Marathon reaffirmed its commitment not to raise property taxes for 2024-25 at its final budget hearing on Sept. 24 – but not without another short round of sparring over staff raises for the coming year.
Unanimously approved on Tuesday night, the 2024-25 operating budget was set at $136,353,198, supported by a millage rate of 2.2235 mills – equal to $222.35 paid by homeowners per $100,000 of taxable assessed value.
In addition to cost of living and merit-based raises for staff, changes for the new year include adjustments to staff salaries based on a recently-completed study comparing city salaries to those of comparable positions in nearby jurisdictions.
As outlined by Finance Director Jennifer Johnson, staff additions include a deputy city manager position, three battalion chiefs for Marathon Fire Rescue along with the removal of a deputy chief, three full-time and two part-time positions for the Parks and Recreation department, two full-time positions for the Public Works department, and three new full-time positions for street maintenance as the city assumes landscaping duties from FDOT along the U.S. 1 corridor.
The budget includes $400,000 to help fund the city’s first-time home buyers’ program, along with $8.5 million allocated to begin Marathon’s required deep wastewater injection well project. Other appropriations include $265,000 for City Hall improvements, $400,000 for new fire hydrants, $2.2 million for construction at the Seven Mile Marina, $100,000 for design of a multi-use facility on 33rd Street, $470,000 for Oceanfront Park improvements, $350,000 for Seven Mile Park improvements, $400,000 for new bathroom facilities at the Quay, $616,000 for Marathon Community Park improvements and $2.3 million for road and bridge improvements.
Johnson said Tuesday night’s original budget proposal would consume roughly $348,000 of the city’s general fund reserves, leaving the city still with 1 year and 35 days of operational expenses in reserve.
Though the council agreed at its Sept. 17 session to a 3% cost of living increase and 2% of employee salaries to be distributed as merit-based raises for high performers by department heads, Mayor Robyn Still immediately reopened the discussion, saying she was in favor of higher increases.
Councilman Jeff Smith, a strong advocate for data-based cost of living adjustment (COLA) increases in prior sessions, recommended the council establish an accepted standard for future adjustments to avoid an annual debate.
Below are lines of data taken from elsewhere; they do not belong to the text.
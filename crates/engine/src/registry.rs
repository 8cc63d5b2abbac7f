//! Type registry: resolves each component type's requirements once, at startup.
//!
//! Hosts declare every secured type (and its parent) up front. `build()`
//! walks each ancestry chain a single time and freezes the result, so
//! extraction at request time is a map lookup.

use std::collections::{HashMap, HashSet};

use thiserror::Error;

use guardian_auth::{Permission, Requirement, RequirementSet};
use guardian_core::{ComponentKind, TypeKey};

/// Bundled login page, the default login destination.
pub const LOGIN_PAGE: TypeKey = TypeKey::from_static("LoginPage");

/// Bundled access-denied page, the default unauthorized destination.
pub const ACCESS_DENIED_PAGE: TypeKey = TypeKey::from_static("AccessDeniedPage");

static EMPTY: RequirementSet = RequirementSet::new();

#[derive(Debug, Error, Clone, PartialEq, Eq)]
pub enum RegistryError {
    #[error("type '{0}' is registered more than once")]
    Duplicate(TypeKey),

    #[error("type '{child}' extends unregistered type '{parent}'")]
    UnknownParent { child: TypeKey, parent: TypeKey },

    #[error("inheritance cycle through type '{0}'")]
    Cycle(TypeKey),

    #[error("type '{component}' requires malformed permission '{permission}'")]
    MalformedPermission { component: TypeKey, permission: Permission },
}

/// Declaration of one component type: what it is, what it extends, what it requires.
#[derive(Debug, Clone, PartialEq, Eq)]
pub struct TypeDecl {
    key: TypeKey,
    kind: ComponentKind,
    parent: Option<TypeKey>,
    requirements: Vec<Requirement>,
}

impl TypeDecl {
    pub fn page(key: TypeKey) -> Self {
        Self::new(key, ComponentKind::Page)
    }

    pub fn component(key: TypeKey) -> Self {
        Self::new(key, ComponentKind::Component)
    }

    fn new(key: TypeKey, kind: ComponentKind) -> Self {
        Self {
            key,
            kind,
            parent: None,
            requirements: Vec::new(),
        }
    }

    pub fn extends(mut self, parent: TypeKey) -> Self {
        self.parent = Some(parent);
        self
    }

    pub fn requires(mut self, requirement: Requirement) -> Self {
        self.requirements.push(requirement);
        self
    }

    pub fn key(&self) -> &TypeKey {
        &self.key
    }
}

#[derive(Debug, Default)]
pub struct RegistryBuilder {
    decls: Vec<TypeDecl>,
}

impl RegistryBuilder {
    pub fn new() -> Self {
        Self::default()
    }

    /// Builder pre-loaded with the bundled login and access-denied pages.
    pub fn with_default_pages() -> Self {
        Self::new()
            .register(TypeDecl::page(LOGIN_PAGE))
            .register(TypeDecl::page(ACCESS_DENIED_PAGE))
    }

    pub fn register(mut self, decl: TypeDecl) -> Self {
        self.decls.push(decl);
        self
    }

    /// Resolve every declaration's ancestry into a frozen registry.
    pub fn build(self) -> Result<ComponentRegistry, RegistryError> {
        let mut by_key: HashMap<&TypeKey, &TypeDecl> = HashMap::with_capacity(self.decls.len());
        for decl in &self.decls {
            if by_key.insert(&decl.key, decl).is_some() {
                return Err(RegistryError::Duplicate(decl.key.clone()));
            }
            check_permissions(decl)?;
        }

        let mut types = HashMap::with_capacity(self.decls.len());
        for decl in &self.decls {
            let resolved = resolve(decl, &by_key)?;
            types.insert(decl.key.clone(), resolved);
        }

        tracing::info!(types = types.len(), "component registry built");
        Ok(ComponentRegistry { types })
    }
}

fn check_permissions(decl: &TypeDecl) -> Result<(), RegistryError> {
    let malformed = decl.requirements.iter().find_map(|requirement| match requirement {
        Requirement::Permissions { permissions, .. } => permissions.iter().find(|p| !p.is_well_formed()),
        _ => None,
    });
    match malformed {
        Some(permission) => Err(RegistryError::MalformedPermission {
            component: decl.key.clone(),
            permission: permission.clone(),
        }),
        None => Ok(()),
    }
}

fn resolve(decl: &TypeDecl, by_key: &HashMap<&TypeKey, &TypeDecl>) -> Result<ResolvedType, RegistryError> {
    let mut requirements = RequirementSet::new();
    let mut ancestry = Vec::new();
    let mut seen = HashSet::new();
    let mut is_page = false;

    let mut current = decl;
    loop {
        if !seen.insert(&current.key) {
            return Err(RegistryError::Cycle(current.key.clone()));
        }
        ancestry.push(current.key.clone());
        requirements.extend(current.requirements.iter().cloned());
        is_page |= current.kind == ComponentKind::Page;

        let Some(parent) = &current.parent else {
            break;
        };
        current = by_key.get(parent).copied().ok_or_else(|| RegistryError::UnknownParent {
            child: current.key.clone(),
            parent: parent.clone(),
        })?;
    }

    Ok(ResolvedType {
        is_page,
        ancestry,
        requirements,
    })
}

#[derive(Debug, Clone)]
struct ResolvedType {
    is_page: bool,
    /// The type itself first, then its ancestors up to the root.
    ancestry: Vec<TypeKey>,
    requirements: RequirementSet,
}

/// Immutable, shareable table from type key to resolved requirements.
///
/// Safe to read from any number of request threads.
#[derive(Debug, Clone)]
pub struct ComponentRegistry {
    types: HashMap<TypeKey, ResolvedType>,
}

impl ComponentRegistry {
    /// Requirements of `key` and all its ancestors, most-derived first.
    ///
    /// Unregistered types declare nothing and yield the empty set.
    pub fn extract(&self, key: &TypeKey) -> &RequirementSet {
        match self.types.get(key) {
            Some(resolved) => &resolved.requirements,
            None => {
                tracing::trace!(component = %key, "unregistered type, no requirements");
                &EMPTY
            }
        }
    }

    /// Whether `key` is a page, directly or through an ancestor.
    pub fn is_page(&self, key: &TypeKey) -> bool {
        self.types.get(key).is_some_and(|t| t.is_page)
    }

    pub fn contains(&self, key: &TypeKey) -> bool {
        self.types.contains_key(key)
    }

    pub fn ancestry(&self, key: &TypeKey) -> Option<&[TypeKey]> {
        self.types.get(key).map(|t| t.ancestry.as_slice())
    }

    pub fn len(&self) -> usize {
        self.types.len()
    }

    pub fn is_empty(&self) -> bool {
        self.types.is_empty()
    }
}

#[cfg(test)]
mod tests {
    use super::*;
    use proptest::prelude::*;
    use std::sync::Arc;
    use std::thread;

    const BASE: TypeKey = TypeKey::from_static("BasePage");
    const SECURE: TypeKey = TypeKey::from_static("SecurePage");
    const ADMIN: TypeKey = TypeKey::from_static("AdminPanel");
    const WIDGET: TypeKey = TypeKey::from_static("Widget");

    fn registry() -> ComponentRegistry {
        RegistryBuilder::new()
            .register(TypeDecl::page(BASE))
            .register(TypeDecl::component(SECURE).extends(BASE).requires(Requirement::User))
            .register(
                TypeDecl::component(ADMIN)
                    .extends(SECURE)
                    .requires(Requirement::role("admin"))
                    .requires(Requirement::User),
            )
            .register(TypeDecl::component(WIDGET))
            .build()
            .unwrap()
    }

    #[test]
    fn collects_most_derived_first_without_duplicates() {
        let reg = registry();
        assert_eq!(
            reg.extract(&ADMIN).as_slice(),
            &[Requirement::role("admin"), Requirement::User]
        );
        assert_eq!(reg.ancestry(&ADMIN).unwrap(), &[ADMIN, SECURE, BASE]);
    }

    #[test]
    fn malformed_permissions_are_rejected_at_build() {
        let err = RegistryBuilder::new()
            .register(TypeDecl::page(BASE).requires(Requirement::permission("report:")))
            .build()
            .unwrap_err();
        assert_eq!(
            err,
            RegistryError::MalformedPermission {
                component: BASE,
                permission: Permission::new("report:"),
            }
        );

        let err = RegistryBuilder::new()
            .register(TypeDecl::component(WIDGET).requires(Requirement::permission("a::b")))
            .build()
            .unwrap_err();
        assert!(matches!(err, RegistryError::MalformedPermission { .. }));
    }

    #[test]
    fn unknown_and_undeclared_types_are_empty() {
        let reg = registry();
        assert!(reg.extract(&TypeKey::from_static("Nope")).is_empty());
        assert!(reg.extract(&BASE).is_empty());
        assert!(reg.extract(&WIDGET).is_empty());
    }

    #[test]
    fn page_kind_is_inherited() {
        let reg = registry();
        assert!(reg.is_page(&BASE));
        assert!(reg.is_page(&ADMIN));
        assert!(!reg.is_page(&WIDGET));
        assert!(!reg.is_page(&TypeKey::from_static("Nope")));
    }

    #[test]
    fn rejects_unknown_parent() {
        let err = RegistryBuilder::new()
            .register(TypeDecl::page(SECURE).extends(BASE))
            .build()
            .unwrap_err();
        assert_eq!(err, RegistryError::UnknownParent { child: SECURE, parent: BASE });
    }

    #[test]
    fn rejects_cycles_and_duplicates() {
        let err = RegistryBuilder::new()
            .register(TypeDecl::page(BASE).extends(SECURE))
            .register(TypeDecl::page(SECURE).extends(BASE))
            .build()
            .unwrap_err();
        assert!(matches!(err, RegistryError::Cycle(_)));

        let err = RegistryBuilder::new()
            .register(TypeDecl::page(BASE))
            .register(TypeDecl::component(BASE))
            .build()
            .unwrap_err();
        assert_eq!(err, RegistryError::Duplicate(BASE));
    }

    #[test]
    fn default_pages_are_registered_pages() {
        let reg = RegistryBuilder::with_default_pages().build().unwrap();
        assert!(reg.is_page(&LOGIN_PAGE));
        assert!(reg.is_page(&ACCESS_DENIED_PAGE));
    }

    #[test]
    fn concurrent_extraction_agrees() {
        let reg = Arc::new(registry());
        let expected = reg.extract(&ADMIN).clone();

        let handles: Vec<_> = (0..8)
            .map(|_| {
                let reg = Arc::clone(&reg);
                thread::spawn(move || reg.extract(&ADMIN).clone())
            })
            .collect();

        for handle in handles {
            assert_eq!(handle.join().unwrap(), expected);
        }
    }

    proptest! {
        /// A linear chain of types: extraction is idempotent, contains every
        /// declared requirement, and lists the most-derived type's first.
        #[test]
        fn chain_extraction_is_idempotent(roles in prop::collection::vec("[a-d]", 1..8)) {
            let keys: Vec<TypeKey> = (0..roles.len())
                .map(|i| TypeKey::parse(format!("T{i}")).unwrap())
                .collect();

            let mut builder = RegistryBuilder::new();
            for (i, role) in roles.iter().enumerate() {
                let mut decl = TypeDecl::component(keys[i].clone()).requires(Requirement::role(role.clone()));
                if i > 0 {
                    decl = decl.extends(keys[i - 1].clone());
                }
                builder = builder.register(decl);
            }
            let reg = builder.build().unwrap();

            let leaf = keys.last().unwrap();
            let first = reg.extract(leaf).clone();
            prop_assert_eq!(&first, reg.extract(leaf));
            prop_assert_eq!(first.as_slice().first(), Some(&Requirement::role(roles.last().unwrap().clone())));
            for role in &roles {
                prop_assert!(first.iter().any(|r| *r == Requirement::role(role.clone())));
            }
        }
    }
}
He suggested that staff COLA raises should mirror those of the city’s lone contractually-obligated annual increase, given to accounting firm Bishop Rosasco & Co. for financial services, based on regional South Florida COLA statistics published in June.
Though Smith’s proposal initially found full agreement with a COLA number of 3.5%, Still and Luis Gonzalez later pushed for a 4% cost of living adjustment and 2.5% merit raise, with Still comparing the local cost of grocery staples to their mainland equivalents.
Smith and councilman Kenny Matlock said that while they were in favor of rewarding top performers, they were hesitant to create compounding increases with permanent raises as opposed to one-time bonuses. Smith and Vice Mayor Lynn Landry added that under the current proposal, top employees could still earn more than the prescribed 2.5% through department heads’ discretionary distribution of available funds, with poor-performing employees awarded less than the average number.
All five members eventually unanimously approved staff raises totaling 6%, with 4% set for cost of living adjustments for all employees and 2% of salaries to be distributed by department heads as merit increases.
The Weekly contacted Johnson by phone on the morning of Sept. 25 for clarification on the budget impacts of the altered staff raises, but did not receive a response before press time.